Matt Corddry, Facebook’s director of hardware engineering, should be grateful to Tesla. Not because he drives one (he doesn’t), but because the popularity of its electric cars could help Facebook take a little more cost out of running its data centers.
Corddry runs Facebook’s hardware engineering lab, which designs the cutting-edge servers, storage gear and other equipment that power its services. It shares those designs with the outside world through the Facebook-led Open Compute Project, and one of the technologies on his mind these days is lithium-ion batteries.
Facebook has just started testing lithium-ion batteries as the backup power source for its server racks and plans to roll them out widely next year. Lithium-ion has been too expensive until now, Corddry says, but its use in electric cars has changed the economics. It’s now more cost effective than the bulky, lead-acid batteries widely used in data centers today.
“The crossover moment for us was really electric cars, especially when Tesla and the [Nissan] Leaf and those guys took off,” Corddry said this week, as he showed a reporter around the hardware lab at Facebook’s Menlo Park, California, headquarters.
“The inflection point has just happened in the industry where lithium-ion is cheaper to deploy than lead-acid for a data center UPS.”
The UPS, or uninterruptible power supply, is a critical piece of equipment in data centers. If there’s a power failure from the grid, the UPS kicks in immediately to keep the IT equipment running during the minutes it takes for a diesel generator to fire up and take over.
Lead-acid batteries—the type that start your car in the morning (assuming you don’t drive a Tesla, either)—are still cheaper per unit of energy than lithium-ion, but the recharging equipment and regular maintenance they require make them more costly overall, Corddry said.
They also take up a lot of space. Facebook designed its own lead-acid backup system, yet it still occupies a hulking cabinet 7 feet tall to provide backup power for just six racks of servers. Facebook uses thousands of those cabinets to run its services worldwide.
About a year ago, it started work on a high-density lithium-ion battery pack that slots directly into the server rack as if it were another piece of IT equipment, eliminating the cabinet completely.

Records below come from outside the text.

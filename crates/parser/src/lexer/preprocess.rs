//! Conditional-compilation directives.
//!
//! `\ifdef SYM`, `\ifndef SYM`, `\else` and `\endif` are handled line by
//! line before lexing, against the `-D` define set. Excluded lines are
//! replaced by blank lines so positions in the remaining code stay valid.

use std::collections::HashSet;
use std::sync::Arc;

use crate::ast::Pos;
use crate::error::Diagnostic;

struct Frame {
    active: bool,
    seen_else: bool,
}

pub fn preprocess(
    source: &str,
    file: &Arc<str>,
    defines: &HashSet<String>,
) -> Result<String, Diagnostic> {
    let mut out = String::with_capacity(source.len());
    let mut stack: Vec<Frame> = Vec::new();

    for (index, line) in source.lines().enumerate() {
        let pos = || Pos::new(file.clone(), index as u32 + 1, 1);
        let trimmed = line.trim_start();

        if let Some(rest) = trimmed.strip_prefix('\\') {
            let mut words = rest.split_whitespace();
            match words.next() {
                Some("ifdef") | Some("ifndef") => {
                    let negate = rest.starts_with("ifndef");
                    let symbol = words.next().ok_or_else(|| {
                        Diagnostic::new("directive is missing a symbol", pos())
                    })?;
                    let enclosing = stack.last().map(|frame| frame.active).unwrap_or(true);
                    let defined = defines.contains(symbol);
                    stack.push(Frame {
                        active: enclosing && (defined != negate),
                        seen_else: false,
                    });
                }
                Some("else") => {
                    let enclosing = if stack.len() >= 2 {
                        stack[stack.len() - 2].active
                    } else {
                        true
                    };
                    match stack.last_mut() {
                        Some(frame) if !frame.seen_else => {
                            frame.seen_else = true;
                            frame.active = enclosing && !frame.active;
                        }
                        _ => {
                            return Err(Diagnostic::new("unexpected \\else", pos()));
                        }
                    }
                }
                Some("endif") => {
                    if stack.pop().is_none() {
                        return Err(Diagnostic::new("unexpected \\endif", pos()));
                    }
                }
                other => {
                    return Err(Diagnostic::new(
                        format!("unknown directive \\{}", other.unwrap_or("")),
                        pos(),
                    ));
                }
            }
            out.push('\n');
            continue;
        }

        if stack.last().map(|frame| frame.active).unwrap_or(true) {
            out.push_str(line);
        }
        out.push('\n');
    }

    if stack.is_empty() {
        Ok(out)
    } else {
        Err(Diagnostic::new(
            "missing \\endif",
            Pos::new(file.clone(), source.lines().count() as u32, 1),
        ))
    }
}

#[cfg(test)]
mod tests {
    use super::*;

    fn defines(names: &[&str]) -> HashSet<String> {
        names.iter().map(|name| name.to_string()).collect()
    }

    #[test]
    fn test_ifdef_keeps_lines_when_defined() {
        let file: Arc<str> = Arc::from("T.oz");
        let source = "a\n\\ifdef FOO\nb\n\\else\nc\n\\endif\nd\n";
        let kept = preprocess(source, &file, &defines(&["FOO"])).unwrap();
        assert_eq!(kept, "a\n\n\nb\n\n\n\nd\n");
    }

    #[test]
    fn test_ifdef_drops_lines_when_undefined() {
        let file: Arc<str> = Arc::from("T.oz");
        let source = "\\ifdef FOO\nb\n\\else\nc\n\\endif\n";
        let kept = preprocess(source, &file, &defines(&[])).unwrap();
        assert!(!kept.contains('b'));
        assert!(kept.contains('c'));
    }

    #[test]
    fn test_missing_endif_is_an_error() {
        let file: Arc<str> = Arc::from("T.oz");
        assert!(preprocess("\\ifdef FOO\n", &file, &defines(&[])).is_err());
    }

    #[test]
    fn test_line_numbers_survive() {
        let file: Arc<str> = Arc::from("T.oz");
        let source = "\\ifdef FOO\nskip\n\\endif\nX\n";
        let kept = preprocess(source, &file, &defines(&[])).unwrap();
        // The X is still on line 4.
        assert_eq!(kept.lines().nth(3), Some("X"));
    }
}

The battery cells it’s using are almost the exact same type you’d find in a high-end electric car, except the batteries Facebook uses are designed to discharge all their power in 90 seconds—enough time for the diesel generator to kick in.

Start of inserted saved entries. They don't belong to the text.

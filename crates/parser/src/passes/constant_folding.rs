//! Constant folding.
//!
//! Applications of arithmetic and comparison builtins whose operands are all
//! constants are reduced at compile time. Record features fold through the
//! same path, which is what makes the later record-versus-tuple
//! representation decision unambiguous. Division and modulo by zero and
//! overflowing integer operations are left for the runtime to raise.

use crate::ast::walk::walk_expr;
use crate::ast::*;
use crate::symtab::Program;

use super::Pass;

pub struct ConstantFolding;

impl Pass for ConstantFolding {
    fn name(&self) -> &'static str {
        "constant-folding"
    }

    fn run(&mut self, program: &mut Program) {
        if let Some(code) = program.raw_code.take() {
            let mut rewriter = Rewriter { program: &mut *program };
            let code = rewriter.transform_stmt(code);
            program.raw_code = Some(code);
        }
    }
}

struct Rewriter<'p> {
    program: &'p mut Program,
}

impl Rewriter<'_> {
    fn try_fold(&self, call: &CallExpr) -> Option<OzValue> {
        let symbol = call.callee.as_variable()?;
        let builtin = self.program.symbol(symbol).as_builtin()?;
        let builtin = self.program.builtins.get(builtin);

        let mut args = Vec::with_capacity(call.args.len());
        for arg in &call.args {
            args.push(arg.as_constant()?);
        }

        fold(&builtin.module, &builtin.name, &args)
    }
}

fn fold(module: &str, name: &str, args: &[&OzValue]) -> Option<OzValue> {
    use OzValue::*;

    match (module, name, args) {
        ("Number", "+", [Int(a), Int(b)]) => a.checked_add(*b).map(Int),
        ("Number", "-", [Int(a), Int(b)]) => a.checked_sub(*b).map(Int),
        ("Number", "*", [Int(a), Int(b)]) => a.checked_mul(*b).map(Int),
        ("Number", "div", [Int(a), Int(b)]) => a.checked_div(*b).map(Int),
        ("Number", "mod", [Int(a), Int(b)]) => a.checked_rem(*b).map(Int),
        ("Number", "~", [Int(a)]) => a.checked_neg().map(Int),

        ("Number", "+", [Float(a), Float(b)]) => Some(Float(a + b)),
        ("Number", "-", [Float(a), Float(b)]) => Some(Float(a - b)),
        ("Number", "*", [Float(a), Float(b)]) => Some(Float(a * b)),
        ("Number", "~", [Float(a)]) => Some(Float(-a)),
        ("Float", "/", [Float(a), Float(b)]) => Some(Float(a / b)),

        ("Number", "<", [Int(a), Int(b)]) => Some(Bool(a < b)),
        ("Number", "=<", [Int(a), Int(b)]) => Some(Bool(a <= b)),
        ("Number", ">", [Int(a), Int(b)]) => Some(Bool(a > b)),
        ("Number", ">=", [Int(a), Int(b)]) => Some(Bool(a >= b)),

        ("Value", "==", [a, b]) => Some(Bool(a == b)),
        ("Value", "\\=", [a, b]) => Some(Bool(a != b)),

        _ => None,
    }
}

impl Transformer for Rewriter<'_> {
    fn transform_expr(&mut self, expr: Expression) -> Expression {
        let expr = walk_expr(self, expr);
        match expr {
            Expression::Call(call) => match self.try_fold(&call) {
                Some(value) => build::constant(value, call.pos),
                None => Expression::Call(call),
            },
            Expression::If(e) => {
                // A statically known condition picks its branch here; this
                // is still constant folding, not flow optimization.
                match e.condition.as_constant().and_then(OzValue::as_bool) {
                    Some(true) => *e.then_value,
                    Some(false) => *e.else_value,
                    None => Expression::If(e),
                }
            }
            other => other,
        }
    }
}

#[cfg(test)]
mod tests {
    use super::*;

    #[test]
    fn test_fold_arithmetic() {
        assert_eq!(
            fold("Number", "+", &[&OzValue::Int(2), &OzValue::Int(3)]),
            Some(OzValue::Int(5))
        );
        assert_eq!(
            fold("Number", "div", &[&OzValue::Int(7), &OzValue::Int(2)]),
            Some(OzValue::Int(3))
        );
    }

    #[test]
    fn test_division_by_zero_is_left_alone() {
        assert_eq!(
            fold("Number", "div", &[&OzValue::Int(1), &OzValue::Int(0)]),
            None
        );
        assert_eq!(
            fold("Number", "mod", &[&OzValue::Int(1), &OzValue::Int(0)]),
            None
        );
    }

    #[test]
    fn test_overflow_is_left_alone() {
        assert_eq!(
            fold("Number", "+", &[&OzValue::Int(i64::MAX), &OzValue::Int(1)]),
            None
        );
    }

    #[test]
    fn test_fold_comparisons_and_equality() {
        assert_eq!(
            fold("Number", "=<", &[&OzValue::Int(1), &OzValue::Int(1)]),
            Some(OzValue::Bool(true))
        );
        assert_eq!(
            fold(
                "Value",
                "==",
                &[&OzValue::atom("a"), &OzValue::atom("b")]
            ),
            Some(OzValue::Bool(false))
        );
    }
}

“If Tesla built a dragster instead of a car that’s meant to go 300 miles, this is the battery they’d use for the Tesla dragster,” Corddry says.

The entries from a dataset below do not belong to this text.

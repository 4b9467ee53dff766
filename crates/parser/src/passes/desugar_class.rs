//! Class lowering.
//!
//! The bootstrap subset has no class syntax, so there is nothing to lower;
//! the stage is kept so the pipeline order matches the full compiler, where
//! classes turn into method-table records and dispatch procedures between
//! functor lowering and general desugaring.

use crate::symtab::Program;

use super::Pass;

pub struct DesugarClass;

impl Pass for DesugarClass {
    fn name(&self) -> &'static str {
        "desugar-class"
    }

    fn run(&mut self, _program: &mut Program) {}
}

The lithium-ion battery packs have other advantages, too. There’s one to each half-rack of servers, so if a battery pack fails the problem will be isolated to that group of servers. By contrast, in some large data centers, a single UPS supports hundreds of racks of equipment.
“Most applications are good at handling small scale-failures, but almost no apps are good at handling a massive concurrent failure,” Corddry says. “Big central UPSes can cause a massive concurrent failure. Once the UPS goes, you have no line of defense—you’re down.”
Putting the battery packs close to the servers is also more energy efficient, he says, because the power doesn’t traverse as many conversion points as with an external UPS. And he expects the lithium-ion batteries to have a slightly longer life span, though time will tell.
Facebook has just started pilot testing the battery packs in its data centers, he said. It runs a “synthetic load” for a couple of weeks to make sure the technology will hold up, then switches to live customer data after that.
“Our plan is to have our mass-production gear hitting the data center next year,” Corddry said.
He wouldn’t quantify the exact cost savings over lead-acid batteries, but if Facebook is making the change throughout its infrastructure, it’s safe to assume they could be significant.
If all goes well, there’s no reason lithium-ion won’t find its way into enterprise data centers. Facebook is designing the battery pack into the second version of the Open Compute Project’s power shelf, which includes all the power components for a server rack. The first version works with the big lead-acid battery cabinets.
Like other OCP projects, the goal is to come up with a more energy-efficient and flexible design than those offered by the major manufacturers. Any company can pick up the design and build it.
There are six battery packs in the v2 power shelf, including two redundant ones in case of failure, for a total 13.2 kW of backup power. That’s less than some high-performance computing centers need, but for Facebook—and most other businesses—it’s plenty.
“People think of lithium-ion as a premium, expensive thing, but this is actually cheaper for us,” Corddry said.